I disagree on the emergency cash reserve issue. The reason they give for doing the cash reserve first is sound--to make sure that you can cover the inevitable short-term emergencies without going further into debt. Breaking the debt habit is a slightly higher priority, in other words.

Dave Ramsey's "financial peace" program gives the same priority--the first goal is to put $1000 into savings. Note, however, that he distinguishes this from an emergency fund of 3-6 months salary, which he doesn't suggest you accumulate until after you've eliminated your credit card debt.

Einzige said...

Given your distinction ($1000 versus 3-6 months worth of salary), I am willing to concede this point.

Dikkii said...

I never cease to be amazed that 30 year fixed rate home loans are even available in the USA.

We don't have them in Australia. I remember once a guy I knew who had a 5 year fixed rate home loan (which are available) which he paid off two years early.

He was charged quite a lot of money in early repayment fees and interest adjustments.

Just trying to fathom how much the interest adjustment would total if you paid a 30-year fixed rate home loan off after 5. Given that yield curves are going up at the moment, this appears to be a number followed by quite a lot of zeroes.

If 30-year fixed rate loans are so popular over there, how the hell does the Fed police Monetary Policy at all?

Einzige said...

Are you saying the guy's loan was amortized over 5 years, or that the first rate adjustment was after 5 years?

Dikkii said...

Not sure what you mean by amortized.

His fixed rate was for a period of 5 years.
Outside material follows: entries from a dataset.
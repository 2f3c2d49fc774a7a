use time::OffsetDateTime;

use crate::{
    feedback::types::{
        AcceptedSuggestion, FeedbackOutcome, FeedbackRecord, OverrideReasonCode,
        OverrideReasonRecord,
    },
    types::{OverrideReason, Suggestion},
};

/// Returns `None` when either the suggestion or the card has no uuid; the
/// caller treats that as "nothing to send", not as a failure.
pub fn compose_accepted(suggestion: &Suggestion, card_uuid: Option<&str>) -> Option<FeedbackRecord> {
    compose_accepted_at(suggestion, card_uuid, OffsetDateTime::now_utc())
}

pub fn compose_overridden(card_uuid: &str, reason: Option<&OverrideReason>) -> FeedbackRecord {
    compose_overridden_at(card_uuid, reason, OffsetDateTime::now_utc())
}

fn compose_accepted_at(
    suggestion: &Suggestion,
    card_uuid: Option<&str>,
    now: OffsetDateTime,
) -> Option<FeedbackRecord> {
    let suggestion_uuid = non_empty(suggestion.uuid.as_deref())?;
    let card_uuid = non_empty(card_uuid)?;

    Some(FeedbackRecord {
        card: card_uuid.to_string(),
        outcome: FeedbackOutcome::Accepted,
        outcome_timestamp: now,
        accepted_suggestions: Some(vec![AcceptedSuggestion {
            id: suggestion_uuid.to_string(),
        }]),
        override_reason: None,
    })
}

fn compose_overridden_at(
    card_uuid: &str,
    reason: Option<&OverrideReason>,
    now: OffsetDateTime,
) -> FeedbackRecord {
    // `system` only means something next to a `code`.
    let override_reason = reason
        .filter(|reason| !reason.code.is_empty())
        .map(|reason| OverrideReasonRecord {
            reason: OverrideReasonCode {
                code: reason.code.clone(),
                system: non_empty(reason.system.as_deref()).map(str::to_string),
            },
        });

    FeedbackRecord {
        card: card_uuid.to_string(),
        outcome: FeedbackOutcome::Overridden,
        outcome_timestamp: now,
        accepted_suggestions: None,
        override_reason,
    }
}

fn non_empty(value: Option<&str>) -> Option<&str> {
    value.filter(|value| !value.is_empty())
}
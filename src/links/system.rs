use crate::links::ports::{NavigationError, Navigator};

/// Hands URLs to the platform's default browser.
#[derive(Debug, Clone, Default)]
pub struct SystemNavigator;

impl Navigator for SystemNavigator {
    fn open_detached(&self, url: &str) -> Result<(), NavigationError> {
        open::that_detached(url)
            .map_err(|err| NavigationError::new(format!("failed to open {url}: {err}")))
    }
}
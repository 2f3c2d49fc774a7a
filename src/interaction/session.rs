use std::sync::Arc;

use crate::{
    feedback::FeedbackDispatcher,
    interaction::{
        callbacks::{AppLaunchHook, InteractionCallbacks},
        dismissal::{DismissalHandler, DismissalOutcome},
        suggestion::{SuggestionHandler, SuggestionOutcome},
    },
    links::{LaunchOutcome, LinkResolver},
    mode::InteractionContext,
    ordering::{OrderedCards, order_cards},
    store::CardStore,
    types::{Card, Link, OverrideReason, Suggestion},
    view::{RenderedCards, render_cards},
};

/// Facade over one card list: reads the store each pass, orders and renders
/// the cards, and routes user actions through the mode-gated handlers.
pub struct CardSession {
    context: InteractionContext,
    store: Arc<dyn CardStore>,
    resolver: LinkResolver,
    suggestions: SuggestionHandler,
    dismissals: DismissalHandler,
    on_app_launch: Option<AppLaunchHook>,
}

impl CardSession {
    pub fn new(
        context: InteractionContext,
        store: Arc<dyn CardStore>,
        dispatcher: FeedbackDispatcher,
        resolver: LinkResolver,
        callbacks: InteractionCallbacks,
    ) -> Self {
        Self {
            context,
            suggestions: SuggestionHandler::new(dispatcher.clone(), callbacks.take_suggestion),
            dismissals: DismissalHandler::new(dispatcher, Arc::clone(&store)),
            store,
            resolver,
            on_app_launch: callbacks.on_app_launch,
        }
    }

    pub fn context(&self) -> InteractionContext {
        self.context
    }

    pub fn ordered_cards(&self) -> OrderedCards {
        order_cards(self.store.get_cards().cards)
    }

    pub fn render(&self) -> RenderedCards {
        render_cards(&self.context, &self.resolver, &self.ordered_cards())
    }

    pub fn find_card(&self, card_uuid: &str) -> Option<Card> {
        self.store
            .get_cards()
            .cards
            .into_iter()
            .find(|card| card.uuid.as_deref() == Some(card_uuid))
    }

    pub fn take_suggestion(&self, card: &Card, suggestion: &Suggestion) -> SuggestionOutcome {
        self.suggestions.handle(&self.context, card, suggestion)
    }

    pub fn dismiss(&self, card: &Card, reason: Option<&OverrideReason>) -> DismissalOutcome {
        self.dismissals.handle(&self.context, card, reason)
    }

    pub fn click_link(&self, link: &Link) -> LaunchOutcome {
        let outcome = self.resolver.launch(&self.context, link);
        if let Some(on_app_launch) = &self.on_app_launch {
            on_app_launch(link, &outcome);
        }
        outcome
    }
}
use std::sync::Arc;

use crate::{
    feedback::{DispatchHandle, FeedbackDispatcher, compose_overridden},
    mode::InteractionContext,
    store::CardStore,
    types::{Card, CardKey, OverrideReason},
};

#[derive(Debug)]
pub enum DismissalOutcome {
    Suppressed,
    /// A card without uuid can neither be reported on nor addressed in the store.
    MissingCardUuid,
    Dismissed {
        key: CardKey,
        feedback: DispatchHandle,
    },
}

impl DismissalOutcome {
    pub fn is_dismissed(&self) -> bool {
        matches!(self, DismissalOutcome::Dismissed { .. })
    }

    pub fn into_feedback(self) -> Option<DispatchHandle> {
        match self {
            DismissalOutcome::Dismissed { feedback, .. } => Some(feedback),
            _ => None,
        }
    }
}

#[derive(Clone)]
pub struct DismissalHandler {
    dispatcher: FeedbackDispatcher,
    store: Arc<dyn CardStore>,
}

impl DismissalHandler {
    pub fn new(dispatcher: FeedbackDispatcher, store: Arc<dyn CardStore>) -> Self {
        Self { dispatcher, store }
    }

    pub fn handle(
        &self,
        context: &InteractionContext,
        card: &Card,
        reason: Option<&OverrideReason>,
    ) -> DismissalOutcome {
        context
            .admit("dismiss_card", || self.handle_live(card, reason))
            .unwrap_or(DismissalOutcome::Suppressed)
    }

    fn handle_live(&self, card: &Card, reason: Option<&OverrideReason>) -> DismissalOutcome {
        let Some(key) = card.key() else {
            tracing::warn!(
                target: "interaction",
                service_url = %card.service_url,
                summary = %card.summary,
                "dismissal_without_card_uuid"
            );
            return DismissalOutcome::MissingCardUuid;
        };

        let record = compose_overridden(&key.card_uuid, reason);
        let feedback = self.dispatcher.dispatch(&key.service_url, record);

        // Removal does not wait on, or depend on, the feedback delivery.
        self.store.remove_card(key.clone());
        tracing::info!(
            target: "interaction",
            service_url = %key.service_url,
            card_uuid = %key.card_uuid,
            override_code = reason.map(|reason| reason.code.as_str()).unwrap_or("-"),
            "card_dismissed"
        );

        DismissalOutcome::Dismissed { key, feedback }
    }
}
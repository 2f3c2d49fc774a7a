use std::time::Duration;

use async_trait::async_trait;
use reqwest::{Client, header};

use crate::{
    config::FeedbackConfig,
    feedback::{
        error::{FeedbackError, map_http_status, transport_failed},
        ports::{FeedbackDelivery, FeedbackTransport},
    },
};

#[derive(Clone)]
pub struct HttpFeedbackTransport {
    client: Client,
    timeout: Duration,
}

impl HttpFeedbackTransport {
    pub fn new(config: &FeedbackConfig) -> Result<Self, FeedbackError> {
        let client = Client::builder()
            .pool_idle_timeout(Duration::from_secs(30))
            .build()
            .map_err(|err| transport_failed(format!("failed to build http client: {err}")))?;

        Ok(Self {
            client,
            timeout: Duration::from_millis(config.timeout_ms),
        })
    }
}

#[async_trait]
impl FeedbackTransport for HttpFeedbackTransport {
    async fn deliver(&self, delivery: FeedbackDelivery) -> Result<(), FeedbackError> {
        let response = self
            .client
            .post(&delivery.endpoint)
            .timeout(self.timeout)
            .header(header::CONTENT_TYPE, "application/json")
            .header(
                header::AUTHORIZATION,
                format!("Bearer {}", delivery.bearer_token),
            )
            .json(&delivery.envelope)
            .send()
            .await
            .map_err(|err| transport_failed(format!("feedback request failed: {err}")))?;

        if !response.status().is_success() {
            let status = response.status().as_u16();
            let body = response.text().await.unwrap_or_default();
            return Err(map_http_status(status, &body));
        }

        Ok(())
    }
}
use std::{
    fs,
    path::{Path, PathBuf},
    time::{Duration, SystemTime},
};

use anyhow::{Context, Result, anyhow};
use tracing_appender::{
    non_blocking::WorkerGuard,
    rolling::{self, RollingFileAppender},
};
use tracing_error::ErrorLayer;
use tracing_subscriber::{
    EnvFilter, Layer, filter::LevelFilter, fmt, layer::SubscriberExt, util::SubscriberInitExt,
};
use uuid::Uuid;

use crate::{
    config::{LoggingConfig, LoggingRotation},
    mode::Mode,
};

const LOG_FILE_PREFIX: &str = "cds-cards.log";

pub struct LoggingGuard {
    _worker_guard: WorkerGuard,
    run_id: String,
    mode: Mode,
}

impl LoggingGuard {
    pub fn run_id(&self) -> &str {
        &self.run_id
    }

    pub fn mode(&self) -> Mode {
        self.mode
    }
}

/// JSON lines to a rolling file, warnings and above echoed to stderr. The
/// first event of every run records its id and whether it was live.
pub fn init_tracing(logging_config: &LoggingConfig, mode: Mode) -> Result<LoggingGuard> {
    if logging_config.filter.trim().is_empty() {
        return Err(anyhow!("logging.filter cannot be empty"));
    }
    if logging_config.dir.as_os_str().is_empty() {
        return Err(anyhow!("logging.dir cannot be empty"));
    }

    let log_dir = absolute_log_dir(&logging_config.dir)?;
    fs::create_dir_all(&log_dir)
        .with_context(|| format!("failed to create logging directory {}", log_dir.display()))?;

    let retention_warnings = purge_expired_logs(
        &log_dir,
        LOG_FILE_PREFIX,
        logging_config.retention_days,
        SystemTime::now(),
    );
    let (writer, worker_guard) =
        tracing_appender::non_blocking(rolling_appender(&log_dir, &logging_config.rotation));

    let file_layer = fmt::layer()
        .json()
        .with_timer(fmt::time::UtcTime::rfc_3339())
        .with_target(true)
        .with_current_span(true)
        .with_ansi(false)
        .with_writer(writer)
        .with_filter(parse_filter(&logging_config.filter)?);

    let stderr_layer = logging_config.stderr_warn_enabled.then(|| {
        fmt::layer()
            .with_writer(std::io::stderr)
            .with_target(true)
            .with_filter(LevelFilter::WARN)
    });

    tracing_subscriber::registry()
        .with(ErrorLayer::default())
        .with(file_layer)
        .with(stderr_layer)
        .try_init()
        .context("failed to initialize tracing subscriber")?;

    let run_id = Uuid::now_v7().to_string();
    tracing::info!(
        target: "logging",
        run_id = %run_id,
        mode = mode.as_str(),
        dir = %log_dir.display(),
        filter = %logging_config.filter,
        rotation = ?logging_config.rotation,
        retention_days = logging_config.retention_days,
        "logging_initialized"
    );
    for warning in retention_warnings {
        tracing::warn!(target: "logging", warning = %warning, "logging_retention_warning");
    }

    Ok(LoggingGuard {
        _worker_guard: worker_guard,
        run_id,
        mode,
    })
}

fn parse_filter(filter: &str) -> Result<EnvFilter> {
    EnvFilter::try_new(filter)
        .with_context(|| format!("failed to parse logging.filter '{}'", filter))
}

fn rolling_appender(log_dir: &Path, rotation: &LoggingRotation) -> RollingFileAppender {
    match rotation {
        LoggingRotation::Daily => rolling::daily(log_dir, LOG_FILE_PREFIX),
        LoggingRotation::Hourly => rolling::hourly(log_dir, LOG_FILE_PREFIX),
    }
}

fn absolute_log_dir(dir: &Path) -> Result<PathBuf> {
    if dir.is_absolute() {
        return Ok(dir.to_path_buf());
    }

    Ok(std::env::current_dir()
        .context("failed to read current working directory for logging.dir")?
        .join(dir))
}

/// Removes prefixed log files last modified before the retention window.
/// Problems are collected as warnings, never raised.
fn purge_expired_logs(
    log_dir: &Path,
    prefix: &str,
    retention_days: usize,
    now: SystemTime,
) -> Vec<String> {
    let retention = Duration::from_secs(retention_days.saturating_mul(24 * 60 * 60) as u64);
    let cutoff = now.checked_sub(retention).unwrap_or(SystemTime::UNIX_EPOCH);

    let entries = match fs::read_dir(log_dir) {
        Ok(entries) => entries,
        Err(err) => {
            return vec![format!(
                "failed to scan logging directory {}: {}",
                log_dir.display(),
                err
            )];
        }
    };

    let mut warnings = Vec::new();
    for entry in entries {
        let entry = match entry {
            Ok(entry) => entry,
            Err(err) => {
                warnings.push(format!("failed to read logging directory entry: {err}"));
                continue;
            }
        };
        if !entry.file_name().to_string_lossy().starts_with(prefix) {
            continue;
        }

        let path = entry.path();
        let modified = entry
            .metadata()
            .and_then(|metadata| {
                if metadata.is_file() {
                    metadata.modified().map(Some)
                } else {
                    Ok(None)
                }
            });

        match modified {
            Ok(Some(modified)) if modified <= cutoff => {
                if let Err(err) = fs::remove_file(&path) {
                    warnings.push(format!(
                        "failed to remove expired log file {}: {}",
                        path.display(),
                        err
                    ));
                }
            }
            Ok(_) => {}
            Err(err) => warnings.push(format!("failed to stat {}: {}", path.display(), err)),
        }
    }

    warnings
}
During which time, he was required to make principal and interest repayments as per normal, based on the loan term which I believe was 25 years, but I'm not sure, but not allowed to make any more than a certain amount of extra repayments without charges.

He paid it off (i.e. to zero) after about three years after a large inheritance.

His final payment (three years after he started the fixed rate and two years before the fixed rate finished and reverted to a variable rate loan) included a fee for early repayment and the interest adjustment.

I think the interest adjustment was a couple of thousand dollars, too.

Einzige said...

By "amortized" I was talking in this case about the length of time required to pay back the loan. In the US it's typically 30 years, though 15 year loans are quite common, too.

I understand down under it's usually 25 years.

Thanks for the clarification! Crazy that the guy paid it off so fast!

Anonymous said...

Sorry about your comment being deleted off of the Smith and Merritt Blog. It was done by accident while deleting a bunch of spam and changing the format to moderated to keep problems like that from happening in the future. It was my fault, not Dan and Kathryn's.

If you would like to send an email with questions about their entire philosophy, I'm sure they would enjoy writing a post about your various questions. While you might not agree with all they have to say, their basic approach is a very conservative one, slowly growing your wealth. They stay far away from quick rich schemes and the like.

Oh, who am I? I'm the guy that posts what they write and keeps the site clean.